Although at present, the files are nicely searchable with CirrusSearch, that doesn't let us work with SMW's data and querying features.

The problem

We have followed the procedure for ElasticStore's file content ingestion as described here. We enabled the ingest-attachment plugin and some extra properties are registered in the wiki ("File attachment").

We're not there yet, however. The new properties don't recognise the correct content type ("application/octet-stream") and content length ("0") and full-text searches still return no results. What it looks like is that out of the box, the ingest-attachment plugin is unable to handle (largely) non-binary documents like PDFs and that something is needed to get them converted to base64-encoded binaries as required.

Questions

(1) What would you suggest should be done? What's the approach you recommend or should become the default for SMW/ES users? I would have thought that Tika takes care of the conversion. I cannot check at the moment that Tika is installed and properly configured at all, but the documentation seems to assume that this is generally the case. Would you, for intance, recommend we use a third-party plugin like https://github.com/dadoonet/fscrawler (which in turn uses Tika)? FWIW, the way CirrusSearch indexes PDF files is through the PDFHandler extension. Not sure if that is worth taking into consideration here.

(2) If this issue calls for further development work, is there any way we can help to solve it? We'd be happy to make a contribution!

(3) Please let me know if there any plans to improve integration between SMW and ES in one way or another.

Edit: Refs #3054 -kghbln

The text was updated successfully, but these errors were encountered:

kghbln · 2020-01-29T17:50:07Z

Thanks for asking. Just to make sure: The file however was ingested? E.g. on sandbox file ingestion works with a simple query like [[in:Human Development Index]] does yield a result using this smw specific syntax.

D-Groenewegen · 2020-01-29T23:23:04Z

Thanks for your answer and the useful links.

Oh, there's certainly more than one file [edit: 2718, most of them PDFs] and it does not look like file ingestion has been forthcoming at all. All that's happened is that the File attachment annotation appeared on the file page.
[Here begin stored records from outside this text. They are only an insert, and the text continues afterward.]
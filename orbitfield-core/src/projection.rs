/// Camera and projection utilities
use nalgebra::{Matrix4, Point3, Vector3};

/// Perspective camera that always looks down -Z from its position.
#[derive(Debug, Clone)]
pub struct Camera {
    pub position: Point3<f32>,
    pub up: Vector3<f32>,
    /// Vertical field of view in radians
    pub fov: f32,
    pub aspect: f32,
    pub near: f32,
    pub far: f32,
}

impl Camera {
    pub fn new(width: u32, height: u32) -> Self {
        let mut camera = Self {
            position: Point3::new(0.0, 0.0, 6.0),
            up: Vector3::new(0.0, 1.0, 0.0),
            fov: 35f32.to_radians(),
            aspect: 1.0,
            near: 0.1,
            far: 100.0,
        };
        camera.resize(width, height, 1.0);
        camera
    }

    /// Recompute the aspect ratio for a viewport of `width x height` cells,
    /// where each cell is `cell_aspect` times as wide as it is tall.
    pub fn resize(&mut self, width: u32, height: u32, cell_aspect: f32) {
        let width = width.max(1) as f32;
        let height = height.max(1) as f32;
        self.aspect = width / height * cell_aspect;
    }

    /// Create the view matrix (camera transformation)
    pub fn view_matrix(&self) -> Matrix4<f32> {
        let target = self.position - Vector3::z();
        Matrix4::look_at_rh(&self.position, &target, &self.up)
    }

    /// Create the projection matrix
    pub fn projection_matrix(&self) -> Matrix4<f32> {
        Matrix4::new_perspective(self.aspect, self.fov, self.near, self.far)
    }

    pub fn view_projection(&self) -> Matrix4<f32> {
        self.projection_matrix() * self.view_matrix()
    }

    /// Project a 3D point to 2D screen space
    pub fn project_to_screen(
        &self,
        point: &Point3<f32>,
        model_matrix: &Matrix4<f32>,
        width: u32,
        height: u32,
    ) -> Option<(f32, f32, f32)> {
        let mvp = self.view_projection() * model_matrix;
        self.project_with(&mvp, point, width, height)
    }

    /// Project through a precomputed model-view-projection matrix.
    ///
    /// Returns `(screen_x, screen_y, depth)` with depth in NDC, or `None` for
    /// points in front of the near plane.
    pub fn project_with(
        &self,
        mvp: &Matrix4<f32>,
        point: &Point3<f32>,
        width: u32,
        height: u32,
    ) -> Option<(f32, f32, f32)> {
        let clip = mvp * point.to_homogeneous();

        // w is the view-space distance along the viewing axis
        if clip.w < self.near {
            return None;
        }

        let ndc_x = clip.x / clip.w;
        let ndc_y = clip.y / clip.w;
        let depth = clip.z / clip.w;

        // Convert to screen space
        let screen_x = (ndc_x + 1.0) * 0.5 * width as f32;
        let screen_y = (1.0 - ndc_y) * 0.5 * height as f32;

        Some((screen_x, screen_y, depth))
    }
}

impl Default for Camera {
    fn default() -> Self {
        Self::new(800, 600)
    }
}

#[cfg(test)]
mod tests {
    use super::*;

    #[test]
    fn test_camera_creation() {
        let camera = Camera::new(800, 600);
        assert!((camera.aspect - 800.0 / 600.0).abs() < 1e-6);
        assert_eq!(camera.position, Point3::new(0.0, 0.0, 6.0));
    }

    #[test]
    fn test_resize_with_cell_aspect() {
        let mut camera = Camera::new(800, 600);
        camera.resize(120, 40, 0.5);
        assert!((camera.aspect - 1.5).abs() < 1e-6);

        camera.resize(0, 0, 1.0);
        assert!((camera.aspect - 1.0).abs() < 1e-6);
    }

    #[test]
    fn test_view_matrix() {
        let camera = Camera::new(800, 600);
        let view = camera.view_matrix();
        // View matrix should be non-zero
        assert!(view.norm() > 0.0);
    }

    #[test]
    fn test_point_ahead_projects_to_centre() {
        let camera = Camera::new(800, 600);
        let (x, y, depth) = camera
            .project_to_screen(&Point3::origin(), &Matrix4::identity(), 800, 600)
            .unwrap();
        assert!((x - 400.0).abs() < 1e-3);
        assert!((y - 300.0).abs() < 1e-3);
        assert!(depth > -1.0 && depth < 1.0);
    }

    #[test]
    fn test_point_behind_camera_is_rejected() {
        let camera = Camera::new(800, 600);
        let behind = Point3::new(0.0, 0.0, 10.0);
        assert!(camera
            .project_to_screen(&behind, &Matrix4::identity(), 800, 600)
            .is_none());
    }

    #[test]
    fn test_nearer_points_have_smaller_depth() {
        let camera = Camera::new(800, 600);
        let identity = Matrix4::identity();
        let (_, _, near) = camera
            .project_to_screen(&Point3::new(0.0, 0.0, 2.0), &identity, 800, 600)
            .unwrap();
        let (_, _, far) = camera
            .project_to_screen(&Point3::new(0.0, 0.0, -5.0), &identity, 800, 600)
            .unwrap();
        assert!(near < far);
    }
}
I guess we'll have to repeat the process and take a closer look at the logs. It could be that the smw.elasticFileIngest job got stuck at some point.

kghbln · 2020-01-30T09:05:34Z

I figure something is causing pain with the ingestion, assuming that "experimental.file.ingest": true is set. Also have a look at the "rebuildElasticMissingDocuments.php" maintenance script.

D-Groenewegen · 2020-01-30T12:30:27Z

It is, in this way:

$GLOBALS['smwgElasticsearchConfig']['indexer']['experimental.file.ingest'] = true;
(and of course, we can verify settings in Special:SemanticMediaWiki&action=settings)

Unfortunately, rebuildElasticMissingDocuments.php is unable to detect any missing pages/documents.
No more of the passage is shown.